[[ PROVIDED INFORMATION open ]]
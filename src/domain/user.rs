//! User accounts.

use crate::domain::{Decimal, Email, Role};
use chrono::{DateTime, Utc};
use serde::{Deserialize, Serialize};

#[derive(Debug, Clone, PartialEq, Eq, Serialize)]
#[serde(rename_all = "camelCase")]
pub struct User {
    pub email: Email,
    pub name: Option<String>,
    pub photo_url: Option<String>,
    pub role: Role,
    pub shop_id: Option<String>,
    pub shop_name: Option<String>,
    pub shop_logo: Option<String>,
    /// Accumulated platform income; only reported for admins.
    #[serde(skip_serializing_if = "Option::is_none")]
    pub income: Option<Decimal>,
    pub created_at: DateTime<Utc>,
}

impl User {
    pub fn is_admin(&self) -> bool {
        self.role == Role::Admin
    }
}

/// Registration payload. Role and income are never accepted from clients.
#[derive(Debug, Clone, Deserialize)]
#[serde(rename_all = "camelCase")]
pub struct NewUser {
    pub email: Email,
    pub name: Option<String>,
    pub photo_url: Option<String>,
}

/// Shop linkage fields merged into a user record.
#[derive(Debug, Clone, Default, Deserialize)]
#[serde(rename_all = "camelCase")]
pub struct ShopLink {
    pub shop_id: Option<String>,
    pub shop_name: Option<String>,
    pub shop_logo: Option<String>,
}

impl ShopLink {
    pub fn is_empty(&self) -> bool {
        self.shop_id.is_none() && self.shop_name.is_none() && self.shop_logo.is_none()
    }
}
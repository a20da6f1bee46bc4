use axum::extract::State;
use axum::http::header::SET_COOKIE;
use axum::response::{IntoResponse, Response};
use axum::Json;
use serde::{Deserialize, Serialize};
use tracing::info;

use crate::api::AppState;
use crate::auth::{clear_session_cookie, session_cookie};
use crate::domain::Email;
use crate::error::AppError;

#[derive(Debug, Deserialize)]
pub struct TokenRequest {
    pub email: Email,
}

#[derive(Debug, Serialize)]
#[serde(rename_all = "camelCase")]
pub struct TokenResponse {
    pub message: String,
    pub user_token: String,
}

/// Issue a session token for `email` and set it as the session cookie.
pub async fn issue_token(
    State(state): State<AppState>,
    Json(body): Json<TokenRequest>,
) -> Result<Response, AppError> {
    let token = state.tokens.issue(&body.email)?;
    let cookie = session_cookie(&token, state.tokens.ttl_secs());
    info!(email = %body.email, "Session token issued");

    Ok((
        [(SET_COOKIE, cookie)],
        Json(TokenResponse {
            message: "Token generated successfully.".to_string(),
            user_token: token,
        }),
    )
        .into_response())
}

pub async fn logout() -> Response {
    (
        [(SET_COOKIE, clear_session_cookie())],
        Json(serde_json::json!({"success": true})),
    )
        .into_response()
}
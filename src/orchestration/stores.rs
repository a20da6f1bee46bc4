//! Store seams used by checkout.
//!
//! `Repository` implements all three against SQLite; tests substitute
//! failing implementations to exercise partial checkout outcomes.

use crate::db::Repository;
use crate::domain::{CartLine, Email, SaleLine, SaleValidationError};
use async_trait::async_trait;
use serde::Serialize;
use thiserror::Error;

/// Result of committing a batch of sale lines.
#[derive(Debug, Clone, Default, PartialEq, Eq, Serialize)]
#[serde(rename_all = "camelCase")]
pub struct SaleBatch {
    pub inserted_count: usize,
    pub inserted_ids: Vec<i64>,
}

#[derive(Debug, Error)]
pub enum RecordError {
    #[error("invalid sale line: {0}")]
    Invalid(#[from] SaleValidationError),
    #[error(transparent)]
    Db(#[from] sqlx::Error),
}

/// Append-only sale log.
#[async_trait]
pub trait SalesRecorder: Send + Sync {
    /// Commit all lines or none. Lines are validated before anything is written.
    async fn commit_batch(&self, lines: &[SaleLine]) -> Result<SaleBatch, RecordError>;
}

/// Per-product stock and sales counters.
#[async_trait]
pub trait InventoryLedger: Send + Sync {
    /// Returns whether a product was modified.
    async fn apply_sale(&self, product_id: &str, sold_quantity: i64) -> Result<bool, sqlx::Error>;
}

/// Pending cart lines keyed by (owner, product).
#[async_trait]
pub trait CartStore: Send + Sync {
    async fn upsert_line(&self, line: &CartLine) -> Result<CartLine, sqlx::Error>;
    async fn list_lines(&self, owner: &Email) -> Result<Vec<CartLine>, sqlx::Error>;
    /// Returns the number of removed lines; 0 when absent.
    async fn remove_line(&self, owner: &Email, product_id: &str) -> Result<u64, sqlx::Error>;
}

#[async_trait]
impl SalesRecorder for Repository {
    async fn commit_batch(&self, lines: &[SaleLine]) -> Result<SaleBatch, RecordError> {
        for line in lines {
            line.validate()?;
        }
        let inserted_ids = self.insert_sale_batch(lines).await?;
        Ok(SaleBatch {
            inserted_count: inserted_ids.len(),
            inserted_ids,
        })
    }
}

#[async_trait]
impl InventoryLedger for Repository {
    async fn apply_sale(&self, product_id: &str, sold_quantity: i64) -> Result<bool, sqlx::Error> {
        Repository::apply_sale(self, product_id, sold_quantity).await
    }
}

#[async_trait]
impl CartStore for Repository {
    async fn upsert_line(&self, line: &CartLine) -> Result<CartLine, sqlx::Error> {
        self.upsert_cart_line(line).await
    }

    async fn list_lines(&self, owner: &Email) -> Result<Vec<CartLine>, sqlx::Error> {
        self.cart_lines(owner).await
    }

    async fn remove_line(&self, owner: &Email, product_id: &str) -> Result<u64, sqlx::Error> {
        self.remove_cart_line(owner, product_id).await
    }
}
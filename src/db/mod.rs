//! Database module for SQLite operations.
//!
//! This module provides:
//! - Database initialization and schema
//! - Repository layer for users, shops, products, carts and sales

pub mod migrations;
pub mod repo;

pub use migrations::init_db;
pub use repo::Repository;
use axum::extract::State;
use axum::http::StatusCode;
use axum::Json;
use serde::Serialize;
use tracing::info;

use crate::api::AppState;
use crate::auth::{AdminUser, AuthUser};
use crate::domain::{NewUser, ShopLink, User};
use crate::error::AppError;

#[derive(Debug, Serialize)]
#[serde(rename_all = "camelCase")]
pub struct CreateUserResponse {
    pub inserted: bool,
}

/// Register a user. Re-registering an existing email is a no-op.
pub async fn create_user(
    State(state): State<AppState>,
    Json(body): Json<NewUser>,
) -> Result<(StatusCode, Json<CreateUserResponse>), AppError> {
    let inserted = state.repo.insert_user(&body).await?;
    if inserted {
        info!(email = %body.email, "User registered");
        Ok((StatusCode::CREATED, Json(CreateUserResponse { inserted })))
    } else {
        Ok((StatusCode::OK, Json(CreateUserResponse { inserted })))
    }
}

pub async fn get_me(
    State(state): State<AppState>,
    auth: AuthUser,
) -> Result<Json<User>, AppError> {
    state
        .repo
        .get_user(&auth.email)
        .await?
        .map(Json)
        .ok_or_else(|| AppError::NotFound(format!("user {} not found", auth.email)))
}

pub async fn list_users(
    State(state): State<AppState>,
    _admin: AdminUser,
) -> Result<Json<Vec<User>>, AppError> {
    Ok(Json(state.repo.list_users().await?))
}

#[derive(Debug, Serialize)]
#[serde(rename_all = "camelCase")]
pub struct UpdateResponse {
    pub modified_count: u64,
}

/// Merge shop linkage fields into the caller's user record.
pub async fn add_shop_info(
    State(state): State<AppState>,
    auth: AuthUser,
    Json(link): Json<ShopLink>,
) -> Result<Json<UpdateResponse>, AppError> {
    if link.is_empty() {
        return Err(AppError::BadRequest(
            "one of shopId, shopName or shopLogo is required".to_string(),
        ));
    }
    if !state.repo.link_shop(&auth.email, &link).await? {
        return Err(AppError::NotFound(format!("user {} not found", auth.email)));
    }
    Ok(Json(UpdateResponse { modified_count: 1 }))
}
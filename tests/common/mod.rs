#![allow(dead_code)]

use axum::body::Body;
use axum::http::{header, Request, StatusCode};
use serde_json::Value;
use shopfloor::api::{self, AppState};
use shopfloor::db::init_db;
use shopfloor::{Config, Email, MockPaymentProvider, PaymentProvider, Repository};
use std::str::FromStr;
use std::sync::Arc;
use tempfile::TempDir;
use tower::util::ServiceExt;

pub const ADMIN_EMAIL: &str = "admin@example.com";

pub struct TestApp {
    pub app: axum::Router,
    pub state: AppState,
    pub payments: MockPaymentProvider,
    _temp: TempDir,
}

pub fn test_config(db_path: String) -> Config {
    Config {
        port: 0,
        database_path: db_path,
        access_token_secret: "test-secret".to_string(),
        token_ttl_hours: 1,
        admin_email: Email::from_str(ADMIN_EMAIL).unwrap(),
        cors_origins: vec!["http://localhost:5173".to_string()],
        payment_api_url: "http://example.invalid".to_string(),
        payment_secret_key: "sk_test".to_string(),
        payment_currency: "usd".to_string(),
    }
}

pub async fn setup_test_app() -> TestApp {
    setup_test_app_with(MockPaymentProvider::new()).await
}

pub async fn setup_test_app_with(payments: MockPaymentProvider) -> TestApp {
    let temp_dir = TempDir::new().unwrap();
    let db_path = temp_dir
        .path()
        .join("test.db")
        .to_string_lossy()
        .to_string();
    let pool = init_db(&db_path).await.expect("init_db failed");

    let repo = Arc::new(Repository::new(pool));
    let config = test_config(db_path);
    repo.ensure_admin(&config.admin_email).await.unwrap();

    let provider: Arc<dyn PaymentProvider> = Arc::new(payments.clone());
    let state = AppState::new(repo, config, provider);
    let app = api::create_router(state.clone());

    TestApp {
        app,
        state,
        payments,
        _temp: temp_dir,
    }
}

impl TestApp {
    /// Send a request and return the status with the parsed JSON body (`Null` if empty).
    pub async fn send(
        &self,
        method: &str,
        uri: &str,
        cookie: Option<&str>,
        body: Option<Value>,
    ) -> (StatusCode, Value) {
        let (status, _, body) = self.send_raw(method, uri, cookie, body).await;
        (status, body)
    }

    pub async fn send_raw(
        &self,
        method: &str,
        uri: &str,
        cookie: Option<&str>,
        body: Option<Value>,
    ) -> (StatusCode, Vec<String>, Value) {
        let mut builder = Request::builder().method(method).uri(uri);
        if let Some(cookie) = cookie {
            builder = builder.header(header::COOKIE, cookie);
        }
        let request = match body {
            Some(json) => builder
                .header(header::CONTENT_TYPE, "application/json")
                .body(Body::from(json.to_string()))
                .unwrap(),
            None => builder.body(Body::empty()).unwrap(),
        };

        let response = self.app.clone().oneshot(request).await.unwrap();
        let status = response.status();
        let set_cookies = response
            .headers()
            .get_all(header::SET_COOKIE)
            .iter()
            .map(|v| v.to_str().unwrap().to_string())
            .collect();
        let bytes = axum::body::to_bytes(response.into_body(), usize::MAX)
            .await
            .unwrap();
        let json = if bytes.is_empty() {
            Value::Null
        } else {
            serde_json::from_slice(&bytes).unwrap()
        };
        (status, set_cookies, json)
    }

    /// Obtain a session cookie for `email` through `/jwt`.
    pub async fn login(&self, email: &str) -> String {
        let (status, set_cookies, _) = self
            .send_raw("POST", "/jwt", None, Some(serde_json::json!({ "email": email })))
            .await;
        assert_eq!(status, StatusCode::OK);
        let cookie = set_cookies
            .iter()
            .find(|c| c.starts_with("userToken="))
            .expect("session cookie");
        cookie.split(';').next().unwrap().to_string()
    }

    /// Register `email` with a display name and log in.
    pub async fn register(&self, email: &str, name: &str) -> String {
        let (status, _) = self
            .send(
                "POST",
                "/users",
                None,
                Some(serde_json::json!({ "email": email, "name": name })),
            )
            .await;
        assert!(status.is_success());
        self.login(email).await
    }

    pub async fn create_shop(&self, cookie: &str) -> Value {
        let (status, shop) = self
            .send(
                "POST",
                "/shops",
                Some(cookie),
                Some(serde_json::json!({ "name": "Corner Store", "location": "Dhaka" })),
            )
            .await;
        assert_eq!(status, StatusCode::CREATED);
        shop
    }

    pub async fn create_product(&self, cookie: &str, cost: f64, margin: f64, quantity: i64) -> (StatusCode, Value) {
        self.send(
            "POST",
            "/products",
            Some(cookie),
            Some(serde_json::json!({
                "name": "Lamp",
                "cost": cost,
                "profitMargin": margin,
                "quantity": quantity,
            })),
        )
        .await
    }
}
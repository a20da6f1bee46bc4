//! Pure computation over recorded sales.

pub mod revenue;

pub use revenue::{
    lifetime_sales, profit_after_platform_cut, summarize_shop, AdminSummary, SellerSummary,
    ShopSalesSummary, ANONYMOUS_SELLER,
};
//! Sellable products with cost-derived pricing.

use crate::domain::{pricing, Decimal, Email, PricingError};
use chrono::{DateTime, Utc};
use serde::{Deserialize, Serialize};
use thiserror::Error;
use uuid::Uuid;

#[derive(Debug, Clone, PartialEq, Eq, Serialize)]
#[serde(rename_all = "camelCase")]
pub struct Product {
    pub id: String,
    pub shop_id: String,
    pub owner_email: Email,
    pub name: String,
    pub image_url: Option<String>,
    pub location: Option<String>,
    pub description: Option<String>,
    pub cost: Decimal,
    pub profit_margin: Decimal,
    /// Always derived from `cost` and `profit_margin`.
    pub selling_price: Decimal,
    /// Units on hand. May go negative, see `Repository::apply_sale`.
    pub quantity: i64,
    pub sales_count: i64,
    pub created_at: DateTime<Utc>,
}

#[derive(Debug, Error, PartialEq, Eq)]
pub enum ProductError {
    #[error(transparent)]
    Pricing(#[from] PricingError),
    #[error("quantity must not be negative, got {0}")]
    NegativeQuantity(i64),
    #[error("product name must not be empty")]
    EmptyName,
}

/// Client input for a new product. There is deliberately no selling price field.
#[derive(Debug, Clone, Deserialize)]
#[serde(rename_all = "camelCase")]
pub struct ProductDraft {
    pub name: String,
    pub image_url: Option<String>,
    pub location: Option<String>,
    pub description: Option<String>,
    pub cost: Decimal,
    pub profit_margin: Decimal,
    pub quantity: i64,
}

impl ProductDraft {
    /// Validate the draft and price it.
    ///
    /// # Errors
    /// Returns an error for an empty name, negative quantity, cost or margin.
    pub fn into_product(
        self,
        shop_id: &str,
        owner_email: &Email,
        now: DateTime<Utc>,
    ) -> Result<Product, ProductError> {
        let name = self.name.trim().to_string();
        if name.is_empty() {
            return Err(ProductError::EmptyName);
        }
        if self.quantity < 0 {
            return Err(ProductError::NegativeQuantity(self.quantity));
        }
        let selling_price = pricing::selling_price(self.cost, self.profit_margin)?;

        Ok(Product {
            id: Uuid::new_v4().to_string(),
            shop_id: shop_id.to_string(),
            owner_email: owner_email.clone(),
            name,
            image_url: self.image_url,
            location: self.location,
            description: self.description,
            cost: self.cost,
            profit_margin: self.profit_margin,
            selling_price,
            quantity: self.quantity,
            sales_count: 0,
            created_at: now,
        })
    }
}

/// Partial update. Absent fields keep their current value.
#[derive(Debug, Clone, Default, Deserialize)]
#[serde(rename_all = "camelCase")]
pub struct ProductPatch {
    pub name: Option<String>,
    pub image_url: Option<String>,
    pub location: Option<String>,
    pub description: Option<String>,
    pub cost: Option<Decimal>,
    pub profit_margin: Option<Decimal>,
    pub quantity: Option<i64>,
}

impl Product {
    /// Apply a patch and recompute the selling price from the resulting cost basis.
    ///
    /// The product is left untouched when validation fails.
    ///
    /// # Errors
    /// Same validation rules as [`ProductDraft::into_product`].
    pub fn apply_patch(&mut self, patch: ProductPatch) -> Result<(), ProductError> {
        let name = match patch.name {
            Some(n) if n.trim().is_empty() => return Err(ProductError::EmptyName),
            Some(n) => n.trim().to_string(),
            None => self.name.clone(),
        };
        let quantity = patch.quantity.unwrap_or(self.quantity);
        if quantity < 0 {
            return Err(ProductError::NegativeQuantity(quantity));
        }
        let cost = patch.cost.unwrap_or(self.cost);
        let profit_margin = patch.profit_margin.unwrap_or(self.profit_margin);
        let selling_price = pricing::selling_price(cost, profit_margin)?;

        self.name = name;
        self.quantity = quantity;
        self.cost = cost;
        self.profit_margin = profit_margin;
        self.selling_price = selling_price;
        if patch.image_url.is_some() {
            self.image_url = patch.image_url;
        }
        if patch.location.is_some() {
            self.location = patch.location;
        }
        if patch.description.is_some() {
            self.description = patch.description;
        }
        Ok(())
    }
}
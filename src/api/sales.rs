use axum::extract::State;
use axum::Json;

use crate::api::AppState;
use crate::auth::AuthUser;
use crate::domain::SaleLine;
use crate::error::AppError;
use crate::orchestration::CheckoutReport;

/// Check out the caller's cart.
///
/// Responds 200 with per-line outcomes even when some inventory or cart
/// updates failed. Only a failed sale commit is an error.
pub async fn checkout(
    State(state): State<AppState>,
    auth: AuthUser,
) -> Result<Json<CheckoutReport>, AppError> {
    let lines = state.repo.cart_lines(&auth.email).await?;
    let seller_name = state
        .repo
        .get_user(&auth.email)
        .await?
        .and_then(|user| user.name);

    let report = state
        .checkout
        .checkout(&auth.email, seller_name.as_deref(), lines)
        .await?;
    Ok(Json(report))
}

/// Sale history of the caller's shop, newest first.
pub async fn list_sales(
    State(state): State<AppState>,
    auth: AuthUser,
) -> Result<Json<Vec<SaleLine>>, AppError> {
    let shop = state
        .repo
        .shop_for_owner(&auth.email)
        .await?
        .ok_or_else(|| AppError::NotFound("you do not have a shop".to_string()))?;
    Ok(Json(state.repo.sales_for_shop(&shop.id).await?))
}
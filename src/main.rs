use shopfloor::{api, config::Config, db::init_db, HttpPaymentProvider, PaymentProvider, Repository};
use std::net::SocketAddr;
use std::sync::Arc;

#[tokio::main]
async fn main() {
    // Initialize tracing
    tracing_subscriber::fmt()
        .with_env_filter(
            tracing_subscriber::EnvFilter::from_default_env()
                .add_directive(tracing_subscriber::filter::LevelFilter::INFO.into()),
        )
        .init();

    let config = match Config::from_env() {
        Ok(cfg) => cfg,
        Err(e) => {
            eprintln!("Configuration error: {}", e);
            std::process::exit(1);
        }
    };

    let port = config.port;

    let pool = match init_db(&config.database_path).await {
        Ok(p) => p,
        Err(e) => {
            eprintln!("Failed to initialize database: {}", e);
            std::process::exit(1);
        }
    };

    let repo = Arc::new(Repository::new(pool));
    if let Err(e) = repo.ensure_admin(&config.admin_email).await {
        eprintln!("Failed to seed admin account: {}", e);
        std::process::exit(1);
    }

    let payments: Arc<dyn PaymentProvider> = Arc::new(HttpPaymentProvider::new(
        config.payment_api_url.clone(),
        config.payment_secret_key.clone(),
    ));

    let app = api::create_router(api::AppState::new(repo, config, payments));

    let addr = SocketAddr::from(([0, 0, 0, 0], port));
    let listener = match tokio::net::TcpListener::bind(&addr).await {
        Ok(l) => l,
        Err(e) => {
            eprintln!("Failed to bind to {}: {}", addr, e);
            std::process::exit(1);
        }
    };

    tracing::info!("Server listening on {}", addr);

    if let Err(e) = axum::serve(listener, app).await {
        eprintln!("Server error: {}", e);
        std::process::exit(1);
    }
}
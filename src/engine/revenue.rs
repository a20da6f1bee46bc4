//! Revenue aggregation for shop owners and the platform admin.
//!
//! Summaries are derived on read from the append-only sale log (per shop) or
//! from the live product counters (platform-wide). Nothing here writes.

use crate::domain::pricing::seller_share;
use crate::domain::{Decimal, SaleLine};
use serde::Serialize;
use std::collections::BTreeMap;

/// Bucket for sale lines recorded without a seller display name.
pub const ANONYMOUS_SELLER: &str = "anonymous";

#[derive(Debug, Clone, PartialEq, Eq, Serialize)]
#[serde(rename_all = "camelCase")]
pub struct SellerSummary {
    pub seller: String,
    pub total_sales: Decimal,
    pub total_invest: Decimal,
    pub total_profit: Decimal,
    pub units_sold: i64,
}

#[derive(Debug, Clone, PartialEq, Eq, Serialize)]
#[serde(rename_all = "camelCase")]
pub struct ShopSalesSummary {
    pub sellers: Vec<SellerSummary>,
    pub total_sales: Decimal,
    pub total_invest: Decimal,
    pub total_profit: Decimal,
    pub units_sold: i64,
}

#[derive(Debug, Clone, PartialEq, Eq, Serialize)]
#[serde(rename_all = "camelCase")]
pub struct AdminSummary {
    pub total_sales: Decimal,
    pub admin_income: Decimal,
    pub product_count: i64,
    pub shop_count: i64,
    pub user_count: i64,
}

/// Seller's profit once the platform commission is taken, rounded up.
pub fn profit_after_platform_cut(total_sales: Decimal, total_invest: Decimal) -> Decimal {
    total_sales
        .saturating_sub(total_invest)
        .saturating_mul(seller_share())
        .ceil()
}

#[derive(Default)]
struct Totals {
    sales: Decimal,
    invest: Decimal,
    units: i64,
}

impl Totals {
    fn add(&mut self, line: &SaleLine) {
        self.sales = self.sales.saturating_add(line.revenue());
        self.invest = self.invest.saturating_add(line.invested());
        self.units = self.units.saturating_add(line.sold_quantity);
    }
}

fn seller_key(line: &SaleLine) -> &str {
    line.seller_name
        .as_deref()
        .map(str::trim)
        .filter(|name| !name.is_empty())
        .unwrap_or(ANONYMOUS_SELLER)
}

/// Group a shop's sale lines by seller display name.
///
/// Sellers are returned in name order. The shop-wide profit is computed from
/// the shop-wide totals, so it can differ by rounding from the sum of the
/// per-seller profits.
pub fn summarize_shop(lines: &[SaleLine]) -> ShopSalesSummary {
    let mut by_seller: BTreeMap<String, Totals> = BTreeMap::new();
    let mut overall = Totals::default();

    for line in lines {
        by_seller
            .entry(seller_key(line).to_string())
            .or_default()
            .add(line);
        overall.add(line);
    }

    let sellers = by_seller
        .into_iter()
        .map(|(seller, t)| SellerSummary {
            seller,
            total_profit: profit_after_platform_cut(t.sales, t.invest),
            total_sales: t.sales,
            total_invest: t.invest,
            units_sold: t.units,
        })
        .collect();

    ShopSalesSummary {
        sellers,
        total_profit: profit_after_platform_cut(overall.sales, overall.invest),
        total_sales: overall.sales,
        total_invest: overall.invest,
        units_sold: overall.units,
    }
}

/// Platform-wide sales from the live `(sales_count, selling_price)` counters.
///
/// Uses the current price, so a product repriced after selling is valued at
/// its new price.
pub fn lifetime_sales(counters: &[(i64, Decimal)]) -> Decimal {
    counters
        .iter()
        .map(|(count, price)| Decimal::from_int(*count).saturating_mul(*price))
        .sum()
}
[[ PROVIDED INFORMATION closed ]]
### EXERCISE
Your answer must consist of every line in the listing that contains "CheckoutReport".

### TASK OUTPUT
use crate::orchestration::CheckoutReport;
) -> Result<Json<CheckoutReport>, AppError> {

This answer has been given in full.